There are two main reasons: rounding and suppression. The Census Bureau rounds published values, and it may suppress very small cells to protect privacy. For 2020, the Bureau also published raw group counts rather than direct percentages, so Name Census converts those counts back into shares for comparability across census years.
An English topographic surname referring to someone who lived near an open space in a forest. The fuller origin note on this page goes into more detail.
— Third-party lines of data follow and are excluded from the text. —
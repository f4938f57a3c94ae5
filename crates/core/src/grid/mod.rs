mod config;

pub use self::config::*;

use crate::{
    layout::SQRT_3, timed, util, CoordOffset, Hex, HexError, Layout,
    OrientationKind, Parity, Point2,
};
use fnv::FnvBuildHasher;
use indexmap::IndexSet;
use log::{debug, info, trace};
use serde::Serialize;
use std::cmp;
use validator::Validate;

/// Which columns (flat) or rows (pointy) get shoved out by half a tile.
/// Odd ones, so that cell `[0, 0]` sits flush in the top-left corner.
const CELL_PARITY: Parity = Parity::Odd;

/// No cell in any grid has a `q` or `r` component bigger than this (in
/// magnitude), since grids are at most `u16::MAX` cells on a side
const MAX_CELL_COMPONENT: u32 = 2 * u16::MAX as u32;

/// A single tile in a [HexGrid]. Cells are created when the grid is built and
/// never move; the only thing that changes is the selected flag.
#[derive(Copy, Clone, Debug, PartialEq, Eq, Serialize)]
pub struct Cell {
    position: Hex,
    offset: CoordOffset,
    selected: bool,
}

impl Cell {
    pub fn position(&self) -> Hex {
        self.position
    }

    pub fn offset(&self) -> CoordOffset {
        self.offset
    }

    pub fn is_selected(&self) -> bool {
        self.selected
    }
}

/// The outcome of a pixel selection. Clicking outside of every cell is a
/// normal thing to do, so a miss is a value here rather than an error.
#[derive(Copy, Clone, Debug, PartialEq, Eq, Serialize)]
#[serde(tag = "outcome", rename_all = "snake_case")]
pub enum Selection {
    Miss,
    Hit {
        /// Index of the cell in [HexGrid::cells]
        index: usize,
        hex: Hex,
        offset: CoordOffset,
        /// Selected flag of the cell *after* the toggle
        selected: bool,
        changed: bool,
    },
}

impl Selection {
    /// Did this selection change any cell's state?
    pub fn changed(&self) -> bool {
        match self {
            Self::Miss => false,
            Self::Hit { changed, .. } => *changed,
        }
    }

    /// The hit cell's index, or `None` for a miss
    pub fn index(&self) -> Option<usize> {
        match self {
            Self::Miss => None,
            Self::Hit { index, .. } => Some(*index),
        }
    }
}

/// A rectangular grid of hexagonal cells, `cols` wide and `rows` tall. Cells
/// are stored row-major, so the cell at offset `[col, row]` lives at index
/// `row * cols + col`. The grid's pixel bounding box starts at `(0, 0)`, with
/// cell `[0, 0]`'s bounding box in the top-left corner.
///
/// The grid owns all cell state. Renderers get read-only views of it, and the
/// only mutations are [HexGrid::on_select_hex], [HexGrid::clear_selection] and
/// the draw toggles.
#[derive(Clone, Debug)]
pub struct HexGrid {
    config: GridConfig,
    layout: Layout,
    cells: Vec<Cell>,
    /// Indexes of highlighted cells, in the order they were highlighted
    highlighted: IndexSet<usize, FnvBuildHasher>,
}

impl HexGrid {
    /// Build a new grid from a config. The config is validated first, and
    /// an invalid one is rejected with [HexError::GridRange].
    pub fn new(config: GridConfig) -> Result<Self, HexError> {
        config.validate().map_err(HexError::GridRange)?;
        info!(
            "Building {}x{} {} grid with tile size {}",
            config.cols, config.rows, config.orientation, config.size
        );

        let orientation = config.orientation;
        let size = Point2::new(config.size, config.size);
        // Put the center of cell [0, 0] in the middle of its bounding box, so
        // the whole box lands at (0, 0)
        let origin = Point2::new(
            orientation.hex_width(config.size) / 2.0,
            orientation.hex_height(config.size) / 2.0,
        );
        let layout = Layout::new(orientation, size, origin);

        let cells = timed!("Cell allocation", Self::allocate_cells(&config));
        debug_assert_eq!(
            cells.len(),
            config.cols as usize * config.rows as usize,
            "Incorrect number of cells allocated"
        );

        Ok(Self {
            config,
            layout,
            cells,
            highlighted: IndexSet::default(),
        })
    }

    fn allocate_cells(config: &GridConfig) -> Vec<Cell> {
        let mut cells =
            Vec::with_capacity(config.cols as usize * config.rows as usize);
        for row in 0..config.rows {
            for col in 0..config.cols {
                let offset = CoordOffset::new(col.into(), row.into());
                cells.push(Cell {
                    position: offset_to_cube(config.orientation, offset),
                    offset,
                    selected: false,
                });
            }
        }
        cells
    }

    pub fn config(&self) -> &GridConfig {
        &self.config
    }

    pub fn layout(&self) -> &Layout {
        &self.layout
    }

    pub fn orientation(&self) -> OrientationKind {
        self.config.orientation
    }

    pub fn size(&self) -> f64 {
        self.config.size
    }

    pub fn columns(&self) -> u16 {
        self.config.cols
    }

    pub fn rows(&self) -> u16 {
        self.config.rows
    }

    /// Width of a single cell's bounding box
    pub fn hex_width(&self) -> f64 {
        self.orientation().hex_width(self.size())
    }

    /// Height of a single cell's bounding box
    pub fn hex_height(&self) -> f64 {
        self.orientation().hex_height(self.size())
    }

    /// How far a corner pokes past its neighbors along the tiling axis
    fn corner_offset(&self) -> f64 {
        (2.0 * self.size()) / 4.0
    }

    /// Half the distance between two opposite sides of a cell
    fn edge_offset(&self) -> f64 {
        (SQRT_3 * self.size()) / 2.0
    }

    /// Width of the bounding box around the entire grid
    pub fn grid_width(&self) -> f64 {
        let cols = f64::from(self.config.cols);
        match self.orientation() {
            OrientationKind::Flat => {
                cols * (self.hex_width() - self.corner_offset())
                    + self.corner_offset()
            }
            OrientationKind::Pointy => {
                cols * self.hex_width() + self.edge_offset()
            }
        }
    }

    /// Height of the bounding box around the entire grid
    pub fn grid_height(&self) -> f64 {
        let rows = f64::from(self.config.rows);
        match self.orientation() {
            OrientationKind::Flat => {
                rows * self.hex_height() + self.edge_offset()
            }
            OrientationKind::Pointy => {
                rows * (self.hex_height() - self.corner_offset())
                    + self.corner_offset()
            }
        }
    }

    pub fn draw_grid(&self) -> bool {
        self.config.draw_grid
    }

    pub fn set_draw_grid(&mut self, draw_grid: bool) {
        self.config.draw_grid = draw_grid;
    }

    pub fn draw_coordinates(&self) -> bool {
        self.config.draw_coordinates
    }

    pub fn set_draw_coordinates(&mut self, draw_coordinates: bool) {
        self.config.draw_coordinates = draw_coordinates;
    }

    /// All cells, in row-major order
    pub fn cells(&self) -> &[Cell] {
        &self.cells
    }

    pub fn cell(&self, index: usize) -> Option<&Cell> {
        self.cells.get(index)
    }

    /// Get the index of the cell at the given position, or `None` if the
    /// position falls outside the grid.
    pub fn index_of(&self, hex: Hex) -> Option<usize> {
        if hex.q().unsigned_abs() > MAX_CELL_COMPONENT
            || hex.r().unsigned_abs() > MAX_CELL_COMPONENT
        {
            return None;
        }
        let offset = cube_to_offset(self.orientation(), hex);
        let cols = i32::from(self.config.cols);
        let rows = i32::from(self.config.rows);
        if (0..cols).contains(&offset.col()) && (0..rows).contains(&offset.row())
        {
            Some(offset.row() as usize * cols as usize + offset.col() as usize)
        } else {
            None
        }
    }

    pub fn cell_at(&self, hex: Hex) -> Option<&Cell> {
        self.index_of(hex).map(|index| &self.cells[index])
    }

    /// Is there a cell at this position, and is it selected?
    pub fn is_selected(&self, hex: Hex) -> bool {
        self.cell_at(hex).map_or(false, Cell::is_selected)
    }

    /// Every selected cell, in row-major order
    pub fn selected(&self) -> impl Iterator<Item = &Cell> {
        self.cells.iter().filter(|cell| cell.selected)
    }

    /// Every highlighted cell. Always empty unless the config has a
    /// `highlight_radius`.
    pub fn highlighted(&self) -> impl Iterator<Item = &Cell> {
        self.highlighted.iter().map(move |&index| &self.cells[index])
    }

    pub fn is_highlighted(&self, hex: Hex) -> bool {
        self.index_of(hex)
            .map_or(false, |index| self.highlighted.contains(&index))
    }

    fn index_at_pixel(&self, x: f64, y: f64) -> Option<usize> {
        let hex = match self.layout.pixel_to_hex(Point2::new(x, y)).try_round()
        {
            Some(hex) => hex,
            None => {
                debug!("px({}, {}) is nowhere near the grid", x, y);
                return None;
            }
        };
        match self.index_of(hex) {
            Some(index) => {
                debug!(
                    "Converted px({}, {}) to hex {} at {}",
                    x, y, hex, self.cells[index].offset
                );
                Some(index)
            }
            None => {
                debug!("Hex {} not found at px({}, {})", hex, x, y);
                None
            }
        }
    }

    /// Get the cell that contains a pixel, without touching any state
    pub fn cell_at_pixel(&self, x: f64, y: f64) -> Option<&Cell> {
        self.index_at_pixel(x, y).map(|index| &self.cells[index])
    }

    /// Handle a selection at a pixel. If the pixel is over a cell, that
    /// cell's selected flag is flipped. If the config has a highlight radius,
    /// the highlighted set is replaced with the range around the hit cell (or
    /// cleared on a miss).
    pub fn on_select_hex(&mut self, x: f64, y: f64) -> Selection {
        let index = match self.index_at_pixel(x, y) {
            Some(index) => index,
            None => {
                if self.config.highlight_radius.is_some() {
                    self.highlighted.clear();
                }
                return Selection::Miss;
            }
        };

        let cell = &mut self.cells[index];
        cell.selected = !cell.selected;
        let cell = *cell;
        debug!(
            "Cell {} at {} is now {}",
            cell.position,
            cell.offset,
            if cell.selected { "selected" } else { "unselected" }
        );

        if let Some(radius) = self.config.highlight_radius {
            self.highlighted =
                self.range_indexes(cell.position, radius.into()).collect();
        }

        Selection::Hit {
            index,
            hex: cell.position,
            offset: cell.offset,
            selected: cell.selected,
            changed: true,
        }
    }

    fn range_indexes(
        &self,
        center: Hex,
        radius: u32,
    ) -> impl Iterator<Item = usize> + '_ {
        center
            .within(radius)
            .filter_map(move |hex| self.index_of(hex))
    }

    /// Get every cell within `radius` steps of `center`, including the center
    /// itself. Positions that fall outside the grid are skipped, so near the
    /// edges this returns fewer than the full `3r^2+3r+1` cells.
    pub fn range(&self, center: Hex, radius: u32) -> Vec<&Cell> {
        let capacity = cmp::min(util::range_len(radius), self.cells.len());
        let mut cells = Vec::with_capacity(capacity);
        cells.extend(
            self.range_indexes(center, radius)
                .map(|index| &self.cells[index]),
        );
        trace!(
            "Range of {} around {} has {} cells",
            radius,
            center,
            cells.len()
        );
        cells
    }

    /// Unselect every cell and clear all highlights
    pub fn clear_selection(&mut self) {
        for cell in &mut self.cells {
            cell.selected = false;
        }
        self.highlighted.clear();
    }
}

fn offset_to_cube(orientation: OrientationKind, offset: CoordOffset) -> Hex {
    match orientation {
        OrientationKind::Flat => {
            CoordOffset::q_offset_to_cube(CELL_PARITY, offset)
        }
        OrientationKind::Pointy => {
            CoordOffset::r_offset_to_cube(CELL_PARITY, offset)
        }
    }
}

fn cube_to_offset(orientation: OrientationKind, hex: Hex) -> CoordOffset {
    match orientation {
        OrientationKind::Flat => {
            CoordOffset::q_offset_from_cube(CELL_PARITY, hex)
        }
        OrientationKind::Pointy => {
            CoordOffset::r_offset_from_cube(CELL_PARITY, hex)
        }
    }
}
All surname statistics on Name Census are drawn from the US Census Bureau's decennial surname frequency tables. These files list every surname that appeared 100 or more times in the 2020 Census, along with a count, a per-100,000 rate, and a self-reported demographic breakdown. You can read the full explanation on our methodology page.
For surnames, Name Census does not age cohorts the way it does for first names. Instead, it takes the Census Bureau's published frequency for Bloss (0.78 per 100,000) and applies that rate to the current U.S. resident population to estimate how many living Americans have the surname today.
For a quick modern take, check how common the surname Bloss is on our sister site HowManyOfMe.org.